DÖVİZ kurları büyük ölçüde uluslararası sermaye akımları yoluyla belirleniyor. Son yıllarda bizim gibi ülkelere akan uluslararası sermaye döviz kurlarını düşürüyor. En azından, artırmıyor.
Buna karşılık, enflasyon göreli olarak yüksek düzeyde seyretmeye devam ediyor. Sonuçta, Türk parası değerleniyor. Türkiye’de üretilen malların uluslararası rekabet gücü azalıyor. Enflasyonu yüzde 10’a indirmek çok önemli bir başarıydı. Ama, bugünkü ekonomik dengeler açısından, enflasyonun bugün geldiği noktanın böbürlenecek bir düzey olmadığını kabul etmek zorundayız.
Tabloda 2003 yılından bu yana dolar kurunun yıllık ortalaması ile yıllık ortalama enflasyon oranları verilmektedir. Bu dönemde ortalama dolar kuru 1.5 ile 1.34 arasında (yüzde 12) göreli olarak dar bir aralıkta salınırken, enflasyon her yıl ortalama yüzde 10 civarında gerçekleşmektedir. Döviz kurunun böylesine dar aralıkta salınması (dolar-euro’dan oluşan sepetteki dalgalanma daha da azdır) şaşırtıcı değildir. Sorun enflasyondan kaynaklanmaktadır.
VERİMLİLİK
Rekabet gücünün göreli olarak azalması ile mücadelenin bir yolu üretimde verimliliği artırmaktır. Türkiye ekonomisi bu yönde küçümsenmeyecek bir mesafe almıştır. Üretimde verimlilik artmıştır. Bugün, altı yıl öncesine göre, aynı miktarlarda kaynak kullanarak daha fazla üretim gerçekleşmektedir. Dolayısıyla, ekonomik büyümenin istihdama olumlu etkisi çok az olmakta ya da hiç olmamaktadır.
Verimlilik artışı olumlu bir gelişmedir. Ekonomik büyüme potansiyelini artıran bir olgudur. Ama, verimlilik artışının sonsuza kadar artmaya devam etmesi olanaksızdır. Türk parasının reel değer kazanmasının tümünü sürekli olarak verimlilik artışlarıyla kapatıp yurt içinde yapılan üretimin uluslararası alanda rekabetçi konumunu korumak olanaksızdır.

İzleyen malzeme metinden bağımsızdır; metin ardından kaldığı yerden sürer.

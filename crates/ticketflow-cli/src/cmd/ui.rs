//! `tf ui` — launch the full-screen terminal UI.

use ticketflow_core::config::UserConfig;
use ticketflow_core::store::FileBackend;

pub fn run_ui(config: &UserConfig, backend: FileBackend) -> anyhow::Result<()> {
    crate::tui::run(config, backend)
}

Bir noktada, verimlilik artışları yavaşlayacak ya da duracak, ama enflasyon bu düzeylerde devam edip uluslararası sermaye girişi yoluyla döviz kurları düşmeye devam ettiğinde, sorunlar daha da ağırlaşacaktır. Çözüm, enflasyonu düşürmektir.
2002 yılından bu yana döviz kurlarında düzeltme beklenmektedir. Beklenti gerçekleşmemektedir. Çünkü, uluslararası sermaye akımları bu düzeylerde devam ettiği sürece, döviz kurlarının artmasının enflasyon yoluyla gerçekleşmesi olanaksızdır.

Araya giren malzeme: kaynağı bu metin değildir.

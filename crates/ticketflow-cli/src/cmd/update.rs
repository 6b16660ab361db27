//! `tf update` — edit an existing ticket.
//!
//! Only the provided flags change; omitted fields keep their stored values.
//! The merged result still has to pass the full ticket validation, so a
//! ticket whose stored status fell outside the enum cannot be saved again
//! without an explicit `--status`.

use crate::auth::require_session;
use crate::output::{
    CliError, MSG_TICKET_UPDATED, OutputMode, render_error, render_field_errors, render_success,
};
use clap::Args;
use ticketflow_core::model::{Priority, Status};
use ticketflow_core::store::{FileBackend, SessionStore, TicketStore};
use ticketflow_core::validate::TicketForm;

#[derive(Args, Debug)]
pub struct UpdateArgs {
    /// Ticket id.
    pub id: u64,

    /// New title.
    #[arg(short, long)]
    pub title: Option<String>,

    /// New description; pass an empty string to clear it.
    #[arg(short, long)]
    pub description: Option<String>,

    /// New status: open, in_progress, or closed.
    #[arg(short, long)]
    pub status: Option<Status>,

    /// New priority: low, medium, or high.
    #[arg(short, long)]
    pub priority: Option<Priority>,
}

pub fn run_update(
    args: &UpdateArgs,
    output: OutputMode,
    backend: &FileBackend,
) -> anyhow::Result<()> {
    let session = SessionStore::new(backend.clone());
    require_session(&session, output)?;

    let store = TicketStore::new(backend.clone());
    let Some(existing) = store.load().into_iter().find(|t| t.id == args.id) else {
        render_error(
            output,
            &CliError::with_details(
                format!("Ticket {} not found", args.id),
                "Run: tf list",
                "not_found",
            ),
        )?;
        anyhow::bail!("Ticket {} not found", args.id);
    };

    let form = TicketForm {
        title: args.title.clone().unwrap_or(existing.title),
        description: args
            .description
            .clone()
            .or(existing.description)
            .unwrap_or_default(),
        status: args.status.unwrap_or(existing.status),
        priority: args.priority.unwrap_or(existing.priority),
    };
    let errors = form.validate();
    if !errors.is_empty() {
        render_field_errors(output, &errors)?;
        anyhow::bail!("validation failed");
    }

    store.update(args.id, form.into_draft())?;
    render_success(output, MSG_TICKET_UPDATED)
}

Enflasyon iç dinamikler yoluyla mal ve hizmetlerin ortalama fiyatlarının yerli para cinsinden artmasıdır. Döviz kuru ise yabancı paraların yerli para cinsinden fiyatıdır. Sermaye akımları yerli para cincinden yabancı paraların değerini düşürebilirken, mal ve hizmet fiyatları yerli para cinsinden artabilmektedir. Ama, bu süreç sonsuza kadar devam edebilecek bir olgu değildir.
OLASILIK ARTIŞI
Sorun, içinde yaşanan şartlarda, Türkiye’de enflasyonun çok yüksek olmasıdır. Kurda düzeltme beklemek yerine enflasyonu hızlı bir biçimde yüzde 2 düzeylerine indirmeye çalışmalıyız. Aksi taktirde, Türk parasının değer kazanmasını hızlandırmaktayız. Türk parasının reel değeri arttıkça, kurlarda düzeltme değil, Türk parasının hızla değer yitirmesi olasılığını artırıyoruz. Verimlilik artışları gibi, döviz kurlarına müdahale de sorunun uzun dönemli çözümü değildir.

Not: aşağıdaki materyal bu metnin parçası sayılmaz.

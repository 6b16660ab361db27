//! Top-level TUI state: router, stores, toasts, and per-screen dispatch.

use super::confirm::ConfirmDialog;
use super::login::{LoginAction, LoginScreen};
use super::signup::{SignupAction, SignupScreen};
use super::tickets::{TicketAction, TicketsScreen};
use super::toast::Toast;
use super::{dashboard, landing};
use crate::output::{
    CONFIRM_LOGOUT, MSG_ACCOUNT_CREATED, MSG_TICKET_CREATED, MSG_TICKET_DELETED,
    MSG_TICKET_UPDATED,
};
use crossterm::event::{KeyCode, KeyEvent};
use ratatui::Frame;
use std::time::{Duration, Instant};
use ticketflow_core::config::UiConfig;
use ticketflow_core::router::{Page, Router};
use ticketflow_core::stats::TicketStats;
use ticketflow_core::store::{KvBackend, SessionStore, TicketStore};

pub struct App<B> {
    session: SessionStore<B>,
    tickets: TicketStore<B>,
    router: Router,
    login: LoginScreen,
    signup: SignupScreen,
    tickets_screen: TicketsScreen,
    toast: Option<Toast>,
    toast_ttl: Duration,
    signup_delay: Duration,
    /// Set when the signup form validated; the session write and dashboard
    /// transition happen once the delay elapses, so quitting mid-delay
    /// leaves no session behind.
    signup_done_at: Option<Instant>,
    logout_confirm: bool,
    pub should_quit: bool,
}

impl<B: KvBackend + Clone> App<B> {
    pub fn new(backend: B, ui: &UiConfig) -> Self {
        let session = SessionStore::new(backend.clone());
        let router = Router::new(session.is_authenticated());
        Self {
            session,
            tickets: TicketStore::new(backend),
            router,
            login: LoginScreen::default(),
            signup: SignupScreen::default(),
            tickets_screen: TicketsScreen::default(),
            toast: None,
            toast_ttl: Duration::from_millis(ui.toast_ms),
            signup_delay: Duration::from_millis(ui.signup_delay_ms),
            signup_done_at: None,
            logout_confirm: false,
            should_quit: false,
        }
    }

    pub const fn page(&self) -> Page {
        self.router.page()
    }

    /// Navigate and reset whatever form the target page carries.
    fn goto(&mut self, page: Page) {
        match self.router.navigate(page) {
            Page::Login => self.login.reset(),
            Page::Signup => self.signup.reset(),
            _ => {}
        }
    }

    pub fn handle_key(&mut self, key: KeyEvent) -> anyhow::Result<()> {
        if self.logout_confirm {
            if let Some(accepted) = ConfirmDialog::new(CONFIRM_LOGOUT).handle_key(key) {
                self.logout_confirm = false;
                if accepted {
                    self.session.logout()?;
                    self.router.logged_out();
                }
            }
            return Ok(());
        }

        match self.router.page() {
            Page::Landing => match key.code {
                KeyCode::Char('l') => self.goto(Page::Login),
                KeyCode::Char('s') => self.goto(Page::Signup),
                KeyCode::Char('q') | KeyCode::Esc => self.should_quit = true,
                _ => {}
            },
            Page::Login => match self.login.handle_key(key) {
                Some(LoginAction::Submit(form)) => {
                    match self.session.login(&form.email, &form.password) {
                        Ok(_) => self.router.login_succeeded(),
                        Err(err) => self.toast = Some(Toast::error(err.to_string())),
                    }
                }
                Some(LoginAction::Back) => self.goto(Page::Landing),
                None => {}
            },
            Page::Signup => match self.signup.handle_key(key) {
                Some(SignupAction::Submit) => {
                    self.toast = Some(Toast::success(MSG_ACCOUNT_CREATED));
                    self.signup_done_at = Some(Instant::now());
                }
                Some(SignupAction::Back) => self.goto(Page::Landing),
                None => {}
            },
            Page::Dashboard => match key.code {
                KeyCode::Char('t') => {
                    self.router.navigate(Page::Tickets);
                }
                KeyCode::Char('L') => self.logout_confirm = true,
                KeyCode::Char('q') | KeyCode::Esc => self.should_quit = true,
                _ => {}
            },
            Page::Tickets => {
                let modal_open = self.tickets_screen.editor.is_some()
                    || self.tickets_screen.pending_delete.is_some();
                if key.code == KeyCode::Char('L') && !modal_open {
                    self.logout_confirm = true;
                    return Ok(());
                }

                let tickets = self.tickets.load();
                match self.tickets_screen.handle_key(key, &tickets) {
                    Some(TicketAction::Create(draft)) => {
                        self.tickets.create(draft)?;
                        self.toast = Some(Toast::success(MSG_TICKET_CREATED));
                    }
                    Some(TicketAction::Update(id, draft)) => {
                        self.tickets.update(id, draft)?;
                        self.toast = Some(Toast::success(MSG_TICKET_UPDATED));
                    }
                    Some(TicketAction::Delete(id)) => {
                        self.tickets.delete(id)?;
                        self.toast = Some(Toast::success(MSG_TICKET_DELETED));
                    }
                    Some(TicketAction::Back) => {
                        self.router.navigate(Page::Dashboard);
                    }
                    None => {}
                }
            }
        }
        Ok(())
    }

    /// Advance time-driven state: toast expiry and the post-signup
    /// transition. The session is only written here, once the delay has
    /// run its course.
    pub fn tick(&mut self) -> anyhow::Result<()> {
        if let Some(toast) = &self.toast {
            if toast.expired(self.toast_ttl) {
                self.toast = None;
            }
        }

        if let Some(done_at) = self.signup_done_at {
            if done_at.elapsed() >= self.signup_delay {
                self.signup_done_at = None;
                self.session.signup()?;
                self.router.login_succeeded();
            }
        }
        Ok(())
    }

    pub fn render(&mut self, frame: &mut Frame) {
        let area = frame.area();
        match self.router.page() {
            Page::Landing => landing::render(frame, area),
            Page::Login => self.login.render(frame, area),
            Page::Signup => self.signup.render(frame, area),
            Page::Dashboard => {
                let stats = TicketStats::count(&self.tickets.load());
                dashboard::render(frame, area, &stats);
            }
            Page::Tickets => {
                let tickets = self.tickets.load();
                self.tickets_screen.render(frame, area, &tickets);
            }
        }

        if self.logout_confirm {
            ConfirmDialog::new(CONFIRM_LOGOUT).render(frame, area);
        }
        if let Some(toast) = &self.toast {
            toast.render(frame, area);
        }
    }
}

#[cfg(test)]
mod tests {
    use super::App;
    use crate::tui::toast::ToastKind;
    use crossterm::event::{KeyCode, KeyEvent};
    use std::sync::Arc;
    use ticketflow_core::config::UiConfig;
    use ticketflow_core::router::Page;
    use ticketflow_core::store::{KvBackend, MemoryBackend, SESSION_KEY, TicketStore};

    fn app_with(kv: Arc<MemoryBackend>) -> App<Arc<MemoryBackend>> {
        let ui = UiConfig {
            toast_ms: 3000,
            signup_delay_ms: 0,
        };
        App::new(kv, &ui)
    }

    fn press(app: &mut App<Arc<MemoryBackend>>, code: KeyCode) {
        app.handle_key(KeyEvent::from(code)).unwrap();
    }

    fn type_str(app: &mut App<Arc<MemoryBackend>>, text: &str) {
        for c in text.chars() {
            press(app, KeyCode::Char(c));
        }
    }

    fn login(app: &mut App<Arc<MemoryBackend>>) {
        press(app, KeyCode::Char('l'));
        type_str(app, "demo@test.com");
        press(app, KeyCode::Tab);
        type_str(app, "password123");
        press(app, KeyCode::Enter);
    }

    #[test]
    fn starts_on_landing_without_session() {
        let app = app_with(MemoryBackend::shared());
        assert_eq!(app.page(), Page::Landing);
    }

    #[test]
    fn starts_on_dashboard_with_existing_session() {
        let kv = MemoryBackend::shared();
        kv.put(SESSION_KEY, "{\"user\":\"demo\",\"timestamp\":1}")
            .unwrap();
        let app = app_with(kv);
        assert_eq!(app.page(), Page::Dashboard);
    }

    #[test]
    fn demo_credentials_reach_the_dashboard() {
        let kv = MemoryBackend::shared();
        let mut app = app_with(kv.clone());
        login(&mut app);

        assert_eq!(app.page(), Page::Dashboard);
        assert!(kv.get(SESSION_KEY).unwrap().is_some());
    }

    #[test]
    fn wrong_password_stays_on_login_with_error_toast() {
        let kv = MemoryBackend::shared();
        let mut app = app_with(kv.clone());
        press(&mut app, KeyCode::Char('l'));
        type_str(&mut app, "demo@test.com");
        press(&mut app, KeyCode::Tab);
        type_str(&mut app, "letmein");
        press(&mut app, KeyCode::Enter);

        assert_eq!(app.page(), Page::Login);
        assert!(kv.get(SESSION_KEY).unwrap().is_none());
        let toast = app.toast.as_ref().expect("error toast");
        assert_eq!(toast.kind, ToastKind::Error);
        assert_eq!(
            toast.message,
            "Invalid credentials. Try demo@test.com / password123"
        );
    }

    fn submit_signup(app: &mut App<Arc<MemoryBackend>>) {
        press(app, KeyCode::Char('s'));
        type_str(app, "Demo");
        press(app, KeyCode::Tab);
        type_str(app, "new@user.org");
        press(app, KeyCode::Tab);
        type_str(app, "hunter22");
        press(app, KeyCode::Tab);
        type_str(app, "hunter22");
        press(app, KeyCode::Enter);
    }

    #[test]
    fn signup_shows_toast_then_transitions_after_delay() {
        let kv = MemoryBackend::shared();
        let mut app = app_with(kv.clone());
        submit_signup(&mut app);

        // Still on the signup page, session not yet written, until the
        // delay elapses.
        assert_eq!(app.page(), Page::Signup);
        assert!(kv.get(SESSION_KEY).unwrap().is_none());
        let toast = app.toast.as_ref().expect("success toast");
        assert_eq!(toast.message, "Account created successfully!");

        app.tick().unwrap();
        assert_eq!(app.page(), Page::Dashboard);
        assert!(kv.get(SESSION_KEY).unwrap().is_some());
    }

    #[test]
    fn quitting_mid_signup_delay_leaves_no_session() {
        let kv = MemoryBackend::shared();
        let mut app = App::new(
            kv.clone(),
            &UiConfig {
                toast_ms: 3000,
                signup_delay_ms: 60_000,
            },
        );
        submit_signup(&mut app);
        app.tick().unwrap();

        assert_eq!(app.page(), Page::Signup);
        assert!(kv.get(SESSION_KEY).unwrap().is_none());
    }

    #[test]
    fn create_then_delete_round_trip() {
        let kv = MemoryBackend::shared();
        let mut app = app_with(kv.clone());
        login(&mut app);
        press(&mut app, KeyCode::Char('t'));
        assert_eq!(app.page(), Page::Tickets);

        press(&mut app, KeyCode::Char('n'));
        type_str(&mut app, "Printer jam");
        press(&mut app, KeyCode::Enter);

        let store = TicketStore::new(kv.clone());
        let tickets = store.load();
        assert_eq!(tickets.len(), 1);
        assert_eq!(tickets[0].title, "Printer jam");

        press(&mut app, KeyCode::Char('j'));
        press(&mut app, KeyCode::Char('d'));
        press(&mut app, KeyCode::Char('y'));
        assert!(store.load().is_empty());
        assert_eq!(
            app.toast.as_ref().map(|t| t.message.as_str()),
            Some("Ticket deleted successfully!")
        );
    }

    #[test]
    fn logout_needs_confirmation() {
        let mut app = app_with(MemoryBackend::shared());
        login(&mut app);

        press(&mut app, KeyCode::Char('L'));
        press(&mut app, KeyCode::Char('n'));
        assert_eq!(app.page(), Page::Dashboard);

        press(&mut app, KeyCode::Char('L'));
        press(&mut app, KeyCode::Char('y'));
        assert_eq!(app.page(), Page::Landing);
    }

    #[test]
    fn toast_expires_on_tick() {
        let kv = MemoryBackend::shared();
        let mut app = App::new(
            kv,
            &UiConfig {
                toast_ms: 0,
                signup_delay_ms: 0,
            },
        );
        press(&mut app, KeyCode::Char('l'));
        press(&mut app, KeyCode::Enter); // validation errors, no toast
        type_str(&mut app, "demo@test.com");
        press(&mut app, KeyCode::Tab);
        type_str(&mut app, "wrongpw");
        press(&mut app, KeyCode::Enter);
        assert!(app.toast.is_some());

        app.tick().unwrap();
        assert!(app.toast.is_none());
    }

    #[test]
    fn quit_from_landing() {
        let mut app = app_with(MemoryBackend::shared());
        press(&mut app, KeyCode::Char('q'));
        assert!(app.should_quit);
    }
}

Uluslararası sermaye akımlarının geldiği boyutlarda, kurlarda yumuşak bir biçimde düzeltme yaşanması olasılığı sıfıra yakındır. Uluslararası sermaye ya hep birlikte bir ülkeye girmekte ya da hep birlikte bir ülkeden çıkmaya çalışmaktadır. Hacim arttıkça, girişlerin de, çıkışların da döviz kurlarına olan etkisi sert olmaktadır. Bu olgunun provasını geçen yılın ortasında yaşadık. Görünen manzara çok sevimli değildi.